Henry Maurice Platnauer (1857 – 1 October 1939) was a British mineralogist and Museum Curator.

==Career==
Platnauer was educated at the City of London School and at the London University. His academic interests lay in mineralogy and he worked with the Natural History collections of the British Museum for eight years before being appointed to the position of Keeper of the Yorkshire Museum in 1883, a role he held until 1904. Through this role he subsequently served as a Vice-President of the Yorkshire Philosophical Society from 1905 and was elected as an honorary member of the YPS in 1935.
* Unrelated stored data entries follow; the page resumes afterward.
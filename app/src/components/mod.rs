mod ipfs_image;
mod layout;
mod nft_card;
mod soft_notice;
mod wallet_button;

pub use ipfs_image::IpfsImage;
pub use layout::Layout;
pub use nft_card::NftCard;
pub use soft_notice::{SoftNotice, Spinner};
pub use wallet_button::WalletButton;
pub use wallet_button::send_transaction;
use std::str::FromStr;

use alloy_primitives::Address;

use crate::consts::*;
use crate::error::MarketError;
use crate::ipfs::Gateways;

/// Addresses, endpoints and keys shared by every service call.
#[derive(Clone, Debug, PartialEq, Eq)]
pub struct MarketConfig {
    pub nft_address: Address,
    pub marketplace_address: Address,
    pub chain_id: u64,
    pub rpc_url: String,
    pub pinata_jwt: Option<String>,
    pub pinata_api_url: String,
    pub pinata_gateway: String,
    pub subgraph_url: String,
    pub moralis_api_key: Option<String>,
    pub moralis_api_url: String,
}

impl MarketConfig {
    pub fn from_env() -> Result<Self, MarketError> {
        Self::from_lookup(|name| std::env::var(name).ok())
    }

    /// Reads every variable through `lookup`; unset values fall back to logged defaults.
    pub fn from_lookup(lookup: impl Fn(&str) -> Option<String>) -> Result<Self, MarketError> {
        let get = |name: &str| lookup(name).map(|v| v.trim().to_string()).filter(|v| !v.is_empty());
        let or_default = |name: &'static str, default: &str| {
            get(name).unwrap_or_else(|| {
                tracing::warn!("{} not set, using {}", name, default);
                default.to_string()
            })
        };

        let nft_address = parse_address(
            "NFT_CONTRACT_ADDRESS",
            &or_default("NFT_CONTRACT_ADDRESS", PLACEHOLDER_NFT_ADDRESS),
        )?;
        let marketplace_address = parse_address(
            "MARKETPLACE_CONTRACT_ADDRESS",
            &or_default("MARKETPLACE_CONTRACT_ADDRESS", PLACEHOLDER_MARKETPLACE_ADDRESS),
        )?;
        let chain_id = match get("CHAIN_ID") {
            Some(raw) => raw.parse().map_err(|_| MarketError::InvalidConfig {
                name: "CHAIN_ID",
                reason: format!("{raw:?} is not a number"),
            })?,
            None => DEFAULT_CHAIN_ID,
        };

        Ok(Self {
            nft_address,
            marketplace_address,
            chain_id,
            rpc_url: or_default("RPC_URL", DEFAULT_RPC_URL),
            pinata_jwt: get("PINATA_JWT"),
            pinata_api_url: or_default("PINATA_API_URL", DEFAULT_PINATA_API_URL),
            pinata_gateway: or_default("PINATA_GATEWAY", DEFAULT_PINATA_GATEWAY),
            subgraph_url: or_default("SUBGRAPH_URL", DEFAULT_SUBGRAPH_URL),
            moralis_api_key: get("MORALIS_API_KEY"),
            moralis_api_url: or_default("MORALIS_API_URL", DEFAULT_MORALIS_API_URL),
        })
    }

    pub fn gateways(&self) -> Gateways {
        Gateways::new(&self.pinata_gateway)
    }

    /// Chain identifier in the `0x…` form the indexed-data API expects.
    pub fn chain_hex(&self) -> String {
        format!("{:#x}", self.chain_id)
    }
}

/// Wallet connection settings; the project id has no usable default.
#[derive(Clone, Debug, PartialEq, Eq)]
pub struct WalletConfig {
    pub walletconnect_project_id: String,
    pub app_name: String,
}

impl WalletConfig {
    pub fn from_lookup(lookup: impl Fn(&str) -> Option<String>) -> Result<Self, MarketError> {
        let walletconnect_project_id = lookup("WALLETCONNECT_PROJECT_ID")
            .map(|v| v.trim().to_string())
            .filter(|v| !v.is_empty())
            .ok_or(MarketError::MissingConfig("WALLETCONNECT_PROJECT_ID"))?;
        Ok(Self {
            walletconnect_project_id,
            app_name: lookup("APP_NAME").unwrap_or_else(|| "NFT Market".to_string()),
        })
    }
}

pub fn parse_address(name: &'static str, raw: &str) -> Result<Address, MarketError> {
    Address::from_str(raw.trim()).map_err(|e| MarketError::InvalidConfig {
        name,
        reason: e.to_string(),
    })
}

#[cfg(test)]
mod tests {
    use super::*;
    use std::collections::HashMap;

    fn lookup(vars: &[(&str, &str)]) -> impl Fn(&str) -> Option<String> {
        let map: HashMap<String, String> = vars
            .iter()
            .map(|(k, v)| (k.to_string(), v.to_string()))
            .collect();
        move |name| map.get(name).cloned()
    }

    #[test]
    fn test_defaults_when_unset() {
        let config = MarketConfig::from_lookup(lookup(&[])).unwrap();
        assert_eq!(
            config.nft_address,
            Address::from_str(PLACEHOLDER_NFT_ADDRESS).unwrap()
        );
        assert_eq!(config.chain_id, DEFAULT_CHAIN_ID);
        assert_eq!(config.chain_hex(), "0xaa36a7");
        assert_eq!(config.pinata_jwt, None);
        assert_eq!(config.moralis_api_url, DEFAULT_MORALIS_API_URL);
    }

    #[test]
    fn test_reads_values() {
        let config = MarketConfig::from_lookup(lookup(&[
            ("NFT_CONTRACT_ADDRESS", "0x0000000000000000000000000000000000000001"),
            ("CHAIN_ID", "31337"),
            ("PINATA_JWT", "  jwt  "),
            ("MORALIS_API_KEY", ""),
        ]))
        .unwrap();
        assert_eq!(config.nft_address, Address::with_last_byte(1));
        assert_eq!(config.chain_id, 31337);
        assert_eq!(config.pinata_jwt.as_deref(), Some("jwt"));
        assert_eq!(config.moralis_api_key, None);
    }

    #[test]
    fn test_rejects_bad_values() {
        assert!(matches!(
            MarketConfig::from_lookup(lookup(&[("CHAIN_ID", "sepolia")])),
            Err(MarketError::InvalidConfig { name: "CHAIN_ID", .. })
        ));
        assert!(matches!(
            MarketConfig::from_lookup(lookup(&[("MARKETPLACE_CONTRACT_ADDRESS", "0x12")])),
            Err(MarketError::InvalidConfig { name: "MARKETPLACE_CONTRACT_ADDRESS", .. })
        ));
    }

    #[test]
    fn test_wallet_project_id_required() {
        assert!(matches!(
            WalletConfig::from_lookup(lookup(&[])),
            Err(MarketError::MissingConfig("WALLETCONNECT_PROJECT_ID"))
        ));
        let wallet = WalletConfig::from_lookup(lookup(&[("WALLETCONNECT_PROJECT_ID", "abc")])).unwrap();
        assert_eq!(wallet.walletconnect_project_id, "abc");
    }
}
Platnauer served as a Volunteer soldier in the Second Boer War and later served in the Territorial Army. During the First World War he served with the rank of Captain and was primarily involved with training units. He and his wife Mary Ann (nee Wilson) left York in 1912 to live in Bournemouth, where he stayed until her death in 1920, after which he returned to London. Their son, Maurice Platnauer, was a Vice-Principal of Brasenose College, Oxford.

===Museums Association===
Platnauer was one of the founding members of the Museums Association, which had its preliminary meeting in York in 1888 before its first official meeting the following year. Platnauer served as the joint secretary of the Association from 1889 to 1897 and co-edited the annual reports in 1890 to 1896. He eventually became its president, giving the presidential address to the annual meeting in 1911. He was also a Fellow of the Geological Society of London and a member of the Yorkshire Geological Society.

==Publications==
- Platnauer, H. M. 1894. "List of Figured Specimens in York Museum", Annual Report of the Yorkshire Philosophical Society.
- Platnauer, H. M. 1894. Appendix to the list of figured specimens. York.
- Benson, G. and Platnauer, H. M. 1902. "Notes on Cliffords Tower" Annual Report of the Yorkshire Philosophical Society.
- Howarth, E. and Platnauer, H. M. 1911. Directory of Museums in Great Britain & Ireland; together with a section on Indian and Colonial Museums.
- Platnauer, H. M. 1911. "Note on an Inscribed Roman Slab", Annual Report of the Yorkshire Philosophical Society.